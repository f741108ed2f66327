//! Output collaborator: where generated files and diagnostics go.

use std::collections::BTreeMap;

use c5_core::C5Error;
use serde::Serialize;

/// Receives everything a build produces.
///
/// The driver owns persistence. Registering a name twice replaces the
/// earlier content.
pub trait OutputSink {
    fn register_output(&mut self, name: &str, content: String);

    fn remove_output(&mut self, name: &str);

    /// A document failed; the build continues without its companions.
    fn report_error(&mut self, document: &str, error: &C5Error);
}

/// A reported per-document failure.
#[derive(Debug, Clone, PartialEq, Eq, Serialize)]
pub struct Diagnostic {
    pub document: String,
    pub message: String,
}

/// Keeps outputs in an ordered map and diagnostics in report order.
#[derive(Debug, Clone, Default)]
pub struct MemorySink {
    outputs: BTreeMap<String, String>,
    diagnostics: Vec<Diagnostic>,
}

impl MemorySink {
    #[must_use]
    pub fn new() -> Self {
        Self::default()
    }

    #[must_use]
    pub fn get(&self, name: &str) -> Option<&str> {
        self.outputs.get(name).map(String::as_str)
    }

    #[must_use]
    pub fn contains(&self, name: &str) -> bool {
        self.outputs.contains_key(name)
    }

    pub fn names(&self) -> impl Iterator<Item = &str> {
        self.outputs.keys().map(String::as_str)
    }

    #[must_use]
    pub const fn outputs(&self) -> &BTreeMap<String, String> {
        &self.outputs
    }

    #[must_use]
    pub fn diagnostics(&self) -> &[Diagnostic] {
        &self.diagnostics
    }

    #[must_use]
    pub fn into_parts(self) -> (BTreeMap<String, String>, Vec<Diagnostic>) {
        (self.outputs, self.diagnostics)
    }
}

impl OutputSink for MemorySink {
    fn register_output(&mut self, name: &str, content: String) {
        self.outputs.insert(name.to_string(), content);
    }

    fn remove_output(&mut self, name: &str) {
        self.outputs.remove(name);
    }

    fn report_error(&mut self, document: &str, error: &C5Error) {
        self.diagnostics.push(Diagnostic {
            document: document.to_string(),
            message: error.to_string(),
        });
    }
}
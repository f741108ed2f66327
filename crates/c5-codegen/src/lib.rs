//! # c5-codegen
//!
//! Text generators for the PHP side of a concrete5 theme:
//! - [`theme`]: the `page_theme.php` class rendered from [`ThemeOptions`]
//! - [`area`]: the block that replaces a `<c5-area>` tag
//! - [`page`]: page preamble, fragment include directive and output naming

pub mod area;
pub mod page;
pub mod theme;

pub use area::region_code;
pub use page::{
    DEFAULT_PAGE_FILE, PAGE_PREAMBLE, fragment_file_name, include_directive, page_file_name,
    with_preamble,
};
pub use theme::{THEME_FILE_NAME, ThemeOptions, ThemeRenderer, camel_case, php_literal, render};
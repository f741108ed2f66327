//! # c5-core
//!
//! Core types and error taxonomy for the c5t theme compiler.
//!
//! This crate provides the types shared by the parser, the code generators and
//! the build orchestrator:
//! - [`Region`]: one recognized `<c5-area>` occurrence in a document
//! - [`Fragment`] and [`FragmentRegistry`]: comment-delimited spans that are
//!   extracted into their own files, possibly across documents
//! - [`C5Error`]: the validation failures raised while transforming a document

pub mod errors;
pub mod fragment;
pub mod region;

pub use errors::{C5Error, HandleRole};
pub use fragment::{Fragment, FragmentEnd, FragmentRegistry};
pub use region::Region;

§ §

== PROBLEM DETAILS ==
Your answer should consist of the count of lines in the listing that hold the word "Serialize", with nothing else.

== RESULT OF THE TASK ==
2